In the UK, the most used catalogues are produced by Stanley Gibbons. They produce a range covering from simplified to very detailed studies on single countries. In the US, the Scott catalogue rules.

With thematic collecting, one builds up a collection on some subject that interests you. It could be a history of aviation, flowers, cats, ships, prisoner of war mail or a multitude of other subjects. There are catalogues available for some themes. Many have been put together by collectors and made available to all. Alternatively, one could just start with a “world” catalogue and work one’s way through it making your own listing.

So now that you have decided what to collect, what do you do next? Again that depends again on the material you want to include. There are conventional stamp albums, stock books and cover albums.

Conventional stamp albums come in many forms. There are basic ones with country names printed at the top of the page. Stamps are stuck in using stamp hinges on the appropriate page. Blank page albums are probably the most flexible. Again stamps are put in using hinges. Special “hinges” known as Hawid strips are used for mint stamps. Postcards, envelopes, photographs and ephemera may be mounted using photo corners – not the double sided ones.

Stock books are commonly used for mint stamps and stamp booklets and cover albums are used for first day covers, postcards, etc.

You have now chosen to collect a single country. You have a listing of what stamps have been issued by that country. If like me, it is a second or third hand catalogue supplemented by photocopies from more modern editions. This allows you to sort out what you may already have chronologically. These can then be mounted on the page of your album – say one page per issue.

With a thematic collection, each page may be allocated to a particular subject – stamps depicting manx or Persian cats; roses or pansies; Concorde or Spitfire; and so on. The more one gets into the subject, the more one can “specialise” the subject – Spitfire mark 9 or mark 22 and so on. Or you may just decide to present by set issued.

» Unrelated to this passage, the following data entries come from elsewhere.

//! Instant/interval arithmetic on the monotonic timeline.
//!
//! An [`Instant`] is a signed 64-bit nanosecond count; an [`Interval`] is a
//! signed 64-bit nanosecond delta. Both saturate at [`NEVER`]/[`FOREVER`]
//! rather than wrapping — silent wraparound would turn a scheduling overrun
//! into a time-travelling tag.

/// A point on the monotonic timeline, in nanoseconds.
pub type Instant = i64;

/// A signed duration, in nanoseconds.
pub type Interval = i64;

/// The minimum representable instant. Saturating arithmetic never produces
/// a value less than this.
pub const NEVER: Instant = i64::MIN;

/// The maximum representable instant. Saturating arithmetic never produces
/// a value greater than this.
pub const FOREVER: Instant = i64::MAX;

/// One second, in nanoseconds. Used as the default `DU` spin-wait threshold.
pub const SECOND: Interval = 1_000_000_000;

const USEC: Interval = 1_000;
const MSEC: Interval = 1_000_000;
const SEC: Interval = SECOND;
const MINUTE: Interval = 60 * SEC;
const HOUR: Interval = 60 * MINUTE;
const DAY: Interval = 24 * HOUR;
const WEEK: Interval = 7 * DAY;

/// Saturating instant + interval addition.
///
/// - If either operand is [`NEVER`], the result is `NEVER`.
/// - Else if either operand is [`FOREVER`], the result is `FOREVER`.
/// - Else the sum saturates to `FOREVER` on overflow and `NEVER` on
///   underflow rather than wrapping.
pub fn add(a: Instant, b: Interval) -> Instant {
    if a == NEVER || b == NEVER {
        return NEVER;
    }
    if a == FOREVER || b == FOREVER {
        return FOREVER;
    }
    match a.checked_add(b) {
        Some(res) => res,
        None => {
            if b > 0 {
                FOREVER
            } else {
                NEVER
            }
        }
    }
}

/// Render `time` as a human-readable, comma-grouped duration string, e.g.
/// `"1 week, 2 d, 3 h"` or `"500 ms"`. Zero renders as `"0"`; negative
/// values are prefixed with `-`. The sentinels [`NEVER`] and [`FOREVER`]
/// render as the literal strings `"NEVER"`/`"FOREVER"` rather than as
/// durations — `NEVER` in particular has no representable positive
/// counterpart (`-i64::MIN` overflows), so it must be special-cased rather
/// than negated like an ordinary value.
pub fn readable_time(time: Instant) -> String {
    if time == NEVER {
        return "NEVER".to_string();
    }
    if time == FOREVER {
        return "FOREVER".to_string();
    }
    if time == 0 {
        return "0".to_string();
    }
    if time < 0 {
        return format!("-{}", readable_time(-time));
    }

    let mut clauses: Vec<String> = Vec::new();
    let mut remaining = time;

    if remaining > WEEK {
        clauses.push(format!("{} weeks", comma_separated(remaining / WEEK)));
        remaining %= WEEK;
    }
    if remaining > DAY {
        clauses.push(format!("{} d", comma_separated(remaining / DAY)));
        remaining %= DAY;
    }
    if remaining > HOUR {
        clauses.push(format!("{} h", comma_separated(remaining / HOUR)));
        remaining %= HOUR;
    }
    if remaining > MINUTE {
        clauses.push(format!("{} min", comma_separated(remaining / MINUTE)));
        remaining %= MINUTE;
    }
    if remaining > SEC {
        clauses.push(format!("{} s", comma_separated(remaining / SEC)));
        remaining %= SEC;
    }
    if remaining > 0 {
        let (unit, value) = if remaining % MSEC == 0 {
            ("ms", remaining / MSEC)
        } else if remaining % USEC == 0 {
            ("us", remaining / USEC)
        } else {
            ("ns", remaining)
        };
        clauses.push(format!("{} {}", comma_separated(value), unit));
    }

    clauses.join(", ")
}

/// Parse a string produced by [`readable_time`] back into an [`Instant`].
///
/// This is the inverse of `readable_time`, not a general-purpose duration
/// parser: it only accepts the exact clause shapes `readable_time` emits
/// (comma-grouped integer, single space, one of the unit suffixes `weeks`,
/// `d`, `h`, `min`, `s`, `ms`, `us`, `ns`, clauses joined by `", "`), plus
/// the `"0"`, `-`-prefixed, and `"NEVER"`/`"FOREVER"` sentinel forms.
/// Returns `None` on anything else.
pub fn parse_readable_time(s: &str) -> Option<Instant> {
    if s == "NEVER" {
        return Some(NEVER);
    }
    if s == "FOREVER" {
        return Some(FOREVER);
    }
    if s == "0" {
        return Some(0);
    }
    if let Some(rest) = s.strip_prefix('-') {
        return parse_readable_time(rest).map(|v| -v);
    }

    let mut total: Instant = 0;
    for clause in s.split(", ") {
        let (number, unit) = clause.rsplit_once(' ')?;
        let multiplier = match unit {
            "weeks" => WEEK,
            "d" => DAY,
            "h" => HOUR,
            "min" => MINUTE,
            "s" => SEC,
            "ms" => MSEC,
            "us" => USEC,
            "ns" => 1,
            _ => return None,
        };
        let digits: String = number.chars().filter(|&c| c != ',').collect();
        let value: i64 = digits.parse().ok()?;
        total += value * multiplier;
    }
    Some(total)
}

/// Format a non-negative `value` with commas grouping every three digits,
/// e.g. `1234567` becomes `"1,234,567"`.
fn comma_separated(value: i64) -> String {
    let digits = value.to_string();
    let mut grouped = String::with_capacity(digits.len() + digits.len() / 3);
    for (i, ch) in digits.chars().enumerate() {
        if i > 0 && (digits.len() - i) % 3 == 0 {
            grouped.push(',');
        }
        grouped.push(ch);
    }
    grouped
}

The format you use is up to you.

In future blogs, I hope to return to this subject and illustrate some of the material that I have in my collection. How I write things up is essentially my benefit. For single country collections, I just pencil in the title of the issue and maybe the date. Other parts of my collection tend to be a header and maybe a pencilled comment. Maybe, this exercise will be an excuse to get me to get stuck in to my collection and write it up. Don’t just follow my lead, take what you think is reasonable but put your own “stamp” on what you produce.